This article is part of the Review’s series on the 2020 US elections.

In an essay about his landmark novel, Native Son, Richard Wright argued that while the racial identity of his protagonist was essential to the storyline, it was not exclusively tied to the book’s broader meaning. True, Bigger Thomas—that brooding, brutal, and brutalized ball of racial resentment—was African-American, but, explained Wright in “How Bigger Was Born,” there are plenty of people like him who weren’t:

He is the product of a dislocated society. He is a dispossessed and disinherited man; he is all of this, and he lives amid the greatest possible plenty on earth and he is looking and feeling for a way out. Whether he’ll follow some gaudy, hysterical leader who’ll promise rashly to fill the void in him, or whether he’ll come to an understanding with the millions of his fellow workers…depends upon the future drift of events in America.

The “drift of events in America” over the last eighty years has led us to this place. A “gaudy, hysterical leader [promising] rashly to fill the void”—the precariousness of this particular moment is clear. It extends beyond the familiar electoral frontiers of economic inequality, foreign policy, reproductive rights, and the standard fissures of race and xenophobia to the fundamental future for American democracy itself. At other times, this might be understood as catastrophizing; this time, the catastrophe is actually upon us. The violations of what once passed for democratic norms—encouraging political violence, disabling the electoral infrastructure, refusing to respect the result—are not a threat but a reality.

“I sometimes fear/that people think that fascism arrives in fancy dress,” wrote the British poet and children’s author Michael Rosen:

Fascism arrives as your friend.
It will restore your honour,
make you feel proud…
remind you of how great you once were.

The most immediate obstacle to the further degradation of America’s political culture is electoral. Given the slender nature of Donald Trump’s victory in 2016, a Democratic victory in November by a single vote in all the swing states would do. But to see Trump thoroughly trounced and humiliated at the polls and the Republicans crushed in Congress would provide more than schadenfreude. A defeat on that scale would put the result beyond question and might persuade the mainstream right not to collude in such a reckless, inflammatory, and destructive escapade for a generation.

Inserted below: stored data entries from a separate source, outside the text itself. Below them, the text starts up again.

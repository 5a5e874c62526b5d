//! Embedding request and response types

use serde::{Deserialize, Serialize};

/// Model used for embeddings when none is given
pub const DEFAULT_EMBEDDING_MODEL: &str = "text-embedding-v3";

/// A batch of texts to embed
#[derive(Debug, Clone, PartialEq, Eq, Serialize, Deserialize)]
pub struct EmbeddingRequest {
    /// Embedding model identifier
    pub model: String,
    /// Texts to embed, in order
    pub input: Vec<String>,
    /// Requested vector length, for models that support several
    #[serde(skip_serializing_if = "Option::is_none")]
    pub dimensions: Option<u32>,
}

impl EmbeddingRequest {
    /// Create a request for the given model and texts
    pub fn new(model: impl Into<String>, input: Vec<String>) -> Self {
        Self {
            model: model.into(),
            input,
            dimensions: None,
        }
    }

    /// Ask for vectors of a specific length
    pub fn with_dimensions(mut self, dimensions: u32) -> Self {
        self.dimensions = Some(dimensions);
        self
    }
}

/// One embedding vector
#[derive(Debug, Clone, PartialEq, Serialize, Deserialize)]
pub struct Embedding {
    /// Position of the source text in the request
    pub index: usize,
    /// The vector
    pub vector: Vec<f32>,
}

/// Token accounting for an embedding call
#[derive(Debug, Clone, Copy, Default, PartialEq, Eq, Serialize, Deserialize)]
pub struct EmbeddingUsage {
    /// Total tokens consumed
    pub total_tokens: u32,
}

/// Result of an embedding call, ordered by input index
#[derive(Debug, Clone, PartialEq, Serialize, Deserialize)]
pub struct EmbeddingResponse {
    /// Vectors, one per input text
    pub embeddings: Vec<Embedding>,
    /// Model that produced them
    pub model: String,
    /// Usage, when reported
    pub usage: Option<EmbeddingUsage>,
}

impl EmbeddingResponse {
    /// Shared vector length, or `None` when empty or inconsistent
    pub fn dimension(&self) -> Option<usize> {
        let first = self.embeddings.first()?.vector.len();
        self.embeddings
            .iter()
            .all(|e| e.vector.len() == first)
            .then_some(first)
    }

    /// Drop the metadata and keep the vectors in input order
    pub fn into_vectors(mut self) -> Vec<Vec<f32>> {
        self.embeddings.sort_by_key(|e| e.index);
        self.embeddings.into_iter().map(|e| e.vector).collect()
    }
}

But even that would not suffice. Voting Trump out would be a precondition for democratic stability, though hardly a guarantor of it. Trump did not create the void to which Wright referred; he is the product of it. He did not invent racism, bigotry, oligarchy, xenophobia, or misogyny—he has simply found a way to employ and exploit them to greater political and electoral effect than most. Given the money, disenfranchisement, and gerrymandering in American politics, democracy was already in peril. 

While Joe Biden is the only viable electoral answer to Trump, his victory would provide neither ideological relief nor even, necessarily, an effective political response. Indeed, it is his brand of economics, foreign policy, and racial politics that contributed significantly to the situation we now find ourselves in. No enduring remedy to the last four years is plausible if it fails to address America’s racist inequities, economic disparities, environmental calamity, and pervasive misogyny. 

Precious little in Biden’s history suggests he has either the ability or the desire to meet those challenges. The popular disaffection that would come with four more years of wage stagnation—compounded by the possibility of a Covid-induced depression—political triangulation, and lethal state racism will embolden those who prey on alienation and cynicism. But there is reason to believe that a Biden administration would be, at the very least, more receptive to progressive demands from below.

The void of which Wright wrote can only be filled with hope and ideas for the future, not simply a change of personnel and a pledge to return to the “normal” that in fact created it. As he went on to explain:

Granting the emotional state, the tensity, the fear, the hate, the impatience, the sense of exclusion, the ache for violent action, the emotional and cultural hunger, Bigger Thomas, conditioned as his organism is, will not become an ardent, or even a lukewarm, supporter of the status quo.